Blakemore-Brown now has no doubt that vaccines are a contributory cause, though she did not make the link for several years. Previously, her main concern was with the best ways of diagnosing, educating and treating, at a time when many of the child-ren’s difficulties were not recognised or understood. Gradually, she began to take notice of parental reports of children changing immediately after vaccination.
Sometimes there was video evidence, as when a baby girl was filmed eating with relish, and later the same day — all times and dates automatically documented on the film — lying flat out on the floor after receiving DTP. The next day she was a different child, dribbling and with her mouth moving oddly. Later film showed her with ‘dead’ eyes, as her mother described it. ‘I saw that child when she was eight years old,’ says Blakemore-Brown. ‘By then she had experienced years of learning difficulties, many very subtle, but damaging to her life nevertheless. The fight the parents have had to get education for her has been extraordinary.’ The mother even had to rebut an allegation of Munchausen syndrome by proxy (MSBP), in which a parent invents false illness for the child, sometimes faking or creating symptoms through deliberate harm.
Professor Sir Roy Meadow was first to describe MSBP. Previously held in high esteem for his work in this field, in 2005 he was struck off by the General Medical Council for giving ‘erroneous’ and ‘misleading’ evidence that helped wrongly convict Sally, and two other mothers, of killing their children. Last year he was reinstated, after an appeal to the High Court in London. Mr Justice Collins said he had acted in good faith when he gave evidence at the Clark trial, including his widely publicised claim that the probability of two cot deaths in a family such as the Clarks’ was 73 million to one. Studies suggest a more realistic figure is 64 to one. The judge said he had ‘made one mistake; it was a mistake that was easily and widely made’.

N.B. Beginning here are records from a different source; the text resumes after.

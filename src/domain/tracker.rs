//! Submission tracker.
//!
//! Owns the only piece of mutable shared state in the pipeline: the map of
//! submissions currently being attempted. The map's check-and-claim is
//! indivisible, which is what guarantees at most one active submission per
//! request id within this process. Durable idempotency is enforced
//! separately by consulting the transaction record before broadcasting.
//!
//! Cancellation is cooperative: an in-flight gateway call is not aborted,
//! but its result is discarded on arrival and no scheduled retry survives
//! a cancel.

use std::collections::HashMap;
use std::sync::atomic::{AtomicBool, AtomicU64, Ordering};
use std::sync::Arc;

use chrono::Utc;
use log::{debug, info, warn};
use parking_lot::Mutex;
use rand::Rng;
use tokio::task::JoinHandle;
use tokio::time::{sleep, Duration};

use crate::config::SubmissionConfig;
use crate::constants::FORCE_OVERRIDE_WAIT_MS;
use crate::models::{
    produce_status_change_notification, AuditEvent, AuditEventKind, GatewayError,
    RepositoryError, RequestRepoModel, RequestStatus, SubmissionError, SubmissionErrorKind,
    SubmissionMode, SubmissionOptions, SubmissionOutcome, SubmissionStatus, TrackerStats,
    TransactionRepoModel, TransactionStatus,
};
use crate::repositories::{
    AuditLogRepositoryTrait, RequestRepositoryTrait, TransactionRepositoryTrait,
};
use crate::services::{LedgerGateway, NotificationSender};

use super::ConfirmationMonitor;

struct ActiveSubmission {
    cancelled: Arc<AtomicBool>,
    finished: Arc<AtomicBool>,
}

struct ScheduledRetry {
    /// Identity token shared with the timer task, so a fired timer only
    /// deregisters (and submits for) its own registration, never a newer
    /// one armed in the interim.
    token: Arc<()>,
    handle: JoinHandle<()>,
}

pub struct SubmissionTracker<G, R, T, A, N> {
    gateway: Arc<G>,
    request_repository: Arc<R>,
    transaction_repository: Arc<T>,
    audit_log: Arc<A>,
    notifier: Arc<N>,
    monitor: Arc<ConfirmationMonitor<G, R, T, A, N>>,
    config: SubmissionConfig,
    active: Mutex<HashMap<String, ActiveSubmission>>,
    scheduled: Mutex<HashMap<String, ScheduledRetry>>,
    total_submitted: AtomicU64,
    total_failed: AtomicU64,
    total_cancelled: AtomicU64,
}
use super::ast::{Condition, Junction, JunctionKind, NamedQuery};
use std::collections::{BTreeMap, BTreeSet};

///
/// Build a junction from a collection of optional conditions, normalizing
/// into canonical minimal form. Runs once, eagerly; the returned tree is
/// never rewritten afterwards.
///
/// Normalization guarantees:
/// - Logical equivalence is preserved
/// - Absent conditions are discarded
/// - Same-kind nested junctions are flattened:
///       And(And(a, b), c)  →  And(a, b, c)
/// - Members are deduplicated by structural equality:
///       And(a, b, a)       →  And(a, b)
/// - Named queries sharing a name are merged recursively:
///       And(Named(n, a), Named(n, b))  →  Named(n, And(a, b))
/// - A single surviving member is returned in place of a junction
/// - An empty member set yields `None` (no predicate)
///
/// Because the result of a collapse may not be a junction at all, the
/// constructor hands back the sum type rather than a committed `Junction`.
///
pub(crate) fn junction(
    kind: JunctionKind,
    conditions: impl IntoIterator<Item = Option<Condition>>,
) -> Option<Condition> {
    let mut others = BTreeSet::new();
    let mut named: BTreeMap<String, Vec<NamedQuery>> = BTreeMap::new();

    collect(
        kind,
        conditions.into_iter().flatten().collect(),
        &mut others,
        &mut named,
    );

    for (name, queries) in named {
        others.insert(Condition::Named(merge_named(kind, name, queries)));
    }

    finish(kind, others)
}

/// Partition inputs into named queries (grouped by name) and everything
/// else, unwrapping same-kind junctions along the way. A worklist replaces
/// recursion; children were already flattened at their own construction
/// time, so depth stays shallow either way.
fn collect(
    kind: JunctionKind,
    input: Vec<Condition>,
    others: &mut BTreeSet<Condition>,
    named: &mut BTreeMap<String, Vec<NamedQuery>>,
) {
    let mut stack = input;

    while let Some(condition) = stack.pop() {
        match condition {
            Condition::Junction(inner) if inner.kind() == kind => {
                stack.extend(inner.into_conditions());
            }
            Condition::Named(query) => {
                named.entry(query.name().to_string()).or_default().push(query);
            }
            other => {
                others.insert(other);
            }
        }
    }
}

/// Merge a group of named queries sharing one name into a single query whose
/// inner condition junctions the group's inner conditions.
///
/// An absent inner condition means "match by name only", which is a superset
/// of any narrower match. It therefore absorbs the whole group under OR and
/// acts as the identity under AND (where discarding absences inside the
/// recursive junction build has the same effect).
fn merge_named(kind: JunctionKind, name: String, mut queries: Vec<NamedQuery>) -> NamedQuery {
    if queries.len() == 1 {
        // Already normalized at its own construction time.
        if let Some(query) = queries.pop() {
            return query;
        }
    }

    let inners: Vec<Option<Condition>> = queries
        .into_iter()
        .map(|query| query.into_parts().1)
        .collect();

    let inner = if kind == JunctionKind::Or && inners.iter().any(Option::is_none) {
        None
    } else {
        junction(kind, inners)
    };

    NamedQuery::from_validated(name, inner)
}

fn finish(kind: JunctionKind, mut conditions: BTreeSet<Condition>) -> Option<Condition> {
    match conditions.len() {
        0 => None,
        1 => conditions.pop_first(),
        _ => Some(Condition::Junction(Junction::from_normalized(
            kind, conditions,
        ))),
    }
}
//! Query DSL entry points.
//!
//! `q` is the only way to enter the algebra from the top level: every
//! compilable query must be anchored to a named attribute path. `v` and `sv`
//! build the two leaf comparison kinds, `and` / `or` combine conditions with
//! eager normalization. Combination yields a plain [`Condition`] — after the
//! singleton collapse, `and([x])` is indistinguishable from `x`, so callers
//! must not rely on receiving a junction.

use crate::{
    condition::{
        CompareOp, Condition, JunctionKind, NamedQuery, Number, NumericCondition, StringCondition,
        normalize,
    },
    error::QueryError,
};

/// Condition on objects carrying the attribute `name`, optionally
/// constrained further by `condition`.
pub fn q(
    name: impl Into<String>,
    condition: impl Into<Option<Condition>>,
) -> Result<Condition, QueryError> {
    Ok(NamedQuery::new(name, condition)?.into())
}

/// Numeric comparison leaf: `op` is one of `= != < <= > >=`.
pub fn v(op: &str, value: impl Into<Number>) -> Result<Condition, QueryError> {
    let op: CompareOp = op.parse()?;

    Ok(NumericCondition::new(op, value).into())
}

/// String comparison leaf: `op` is one of `= != < <= > >=`.
pub fn sv(op: &str, value: impl Into<String>) -> Result<Condition, QueryError> {
    let op: CompareOp = op.parse()?;

    Ok(StringCondition::new(op, value)?.into())
}

/// Conjunction of the given conditions. Absent entries are discarded;
/// `None` comes back when nothing survives normalization (no predicate).
pub fn and<I>(conditions: I) -> Option<Condition>
where
    I: IntoIterator,
    I::Item: Into<Option<Condition>>,
{
    junction(JunctionKind::And, conditions)
}

/// Disjunction of the given conditions, with the same discard and collapse
/// behavior as [`and`].
pub fn or<I>(conditions: I) -> Option<Condition>
where
    I: IntoIterator,
    I::Item: Into<Option<Condition>>,
{
    junction(JunctionKind::Or, conditions)
}

fn junction<I>(kind: JunctionKind, conditions: I) -> Option<Condition>
where
    I: IntoIterator,
    I::Item: Into<Option<Condition>>,
{
    normalize::junction(kind, conditions.into_iter().map(Into::into))
}
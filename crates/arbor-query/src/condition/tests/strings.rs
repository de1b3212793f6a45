//! Exact rendered-statement fixtures for the three-table schema.

use super::{named, num};
use crate::{
    dsl::{and, or, q, sv, v},
    error::QueryError,
};

#[test]
fn name_only_query() {
    let query = q("a", None).unwrap();

    assert_eq!(
        query.sql().unwrap(),
        "SELECT parent_id FROM object AS o WHERE o.name = 'a'"
    );
}

#[test]
fn query_with_string_value() {
    let query = q("a", sv("=", "value").unwrap()).unwrap();

    assert_eq!(
        query.sql().unwrap(),
        "SELECT parent_id FROM object AS o, string_value AS sv \
         WHERE o.name = 'a' AND sv.value = 'value'"
    );
}

#[test]
fn query_with_numeric_value() {
    let query = q("a", v("=", 1).unwrap()).unwrap();

    assert_eq!(
        query.sql().unwrap(),
        "SELECT parent_id FROM object AS o, value AS v \
         WHERE o.name = 'a' AND v.value = 1"
    );
}

#[test]
fn query_with_real_value() {
    let query = q("a", v("<", 0.5).unwrap()).unwrap();

    assert_eq!(
        query.sql().unwrap(),
        "SELECT parent_id FROM object AS o, value AS v \
         WHERE o.name = 'a' AND v.value < 0.5"
    );
}

#[test]
fn simple_and() {
    let query = q("a", and([num("<", 1), num(">", 0)])).unwrap();

    assert_eq!(
        query.sql().unwrap(),
        "SELECT parent_id FROM object AS o, value AS v \
         WHERE o.name = 'a' AND (v.value < 1 AND v.value > 0)"
    );
}

#[test]
fn simple_or() {
    let query = q("a", or([num("<", 1), num(">", 0)])).unwrap();

    assert_eq!(
        query.sql().unwrap(),
        "SELECT parent_id FROM object AS o, value AS v \
         WHERE o.name = 'a' AND (v.value < 1 OR v.value > 0)"
    );
}

#[test]
fn second_level_correlated_subquery() {
    let query = q("a", and([num("<", 1), named("b", num(">", 0))])).unwrap();

    assert_eq!(
        query.sql().unwrap(),
        "SELECT parent_id FROM object AS o, value AS v \
         WHERE o.name = 'a' AND (v.value < 1 AND id IN (\
         SELECT parent_id FROM object AS o, value AS v \
         WHERE o.name = 'b' AND v.value > 0))"
    );
}

#[test]
fn junction_root_anchors_first_named_query() {
    let query = and([named("a", num("<", 1)), named("b", num(">", 0))]).unwrap();

    assert_eq!(
        query.sql().unwrap(),
        "SELECT parent_id FROM object AS o, value AS v \
         WHERE o.name = 'a' AND v.value < 1 \
         AND id IN (SELECT parent_id FROM object AS o, value AS v \
         WHERE o.name = 'b' AND v.value > 0)"
    );
}

#[test]
fn or_junction_root_joins_with_or() {
    let query = or([q("a", None).unwrap(), named("b", num(">", 0))]).unwrap();

    assert_eq!(
        query.sql().unwrap(),
        "SELECT parent_id FROM object AS o WHERE o.name = 'a' \
         OR id IN (SELECT parent_id FROM object AS o, value AS v \
         WHERE o.name = 'b' AND v.value > 0)"
    );
}

#[test]
fn mixed_value_kinds_join_both_tables() {
    let query = q(
        "a",
        and([num("<", 1), sv("=", "centre").unwrap()]),
    )
    .unwrap();

    assert_eq!(
        query.sql().unwrap(),
        "SELECT parent_id FROM object AS o, value AS v, string_value AS sv \
         WHERE o.name = 'a' AND (v.value < 1 AND sv.value = 'centre')"
    );
}

#[test]
fn display_renders_predicate_fragment() {
    let condition = and([num("<", 1), num(">", 0)]).unwrap();

    assert_eq!(condition.to_string(), "(v.value < 1 AND v.value > 0)");
    assert_eq!(condition.to_text(), condition.to_string());
}

#[test]
fn leaf_root_is_rejected() {
    assert_eq!(num("<", 1).sql(), Err(QueryError::UnanchoredQuery));
}

#[test]
fn mixed_junction_root_is_rejected() {
    let query = and([num("<", 1), named("b", num(">", 0))]).unwrap();

    assert_eq!(query.sql(), Err(QueryError::UnanchoredQuery));
}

Clearly, Professor Meadow is much respected and has made a distinguished contribution to medicine. But was it really such an innocent mistake? Or was the professor — in common with his paediatric colleagues — avoiding facing up to a reality, unpleasant for professionals who have for years defended a controversial vaccine: that when a tiny baby dies five hours after being injected, a link between the two events might be more probable than that the mother was a murderer?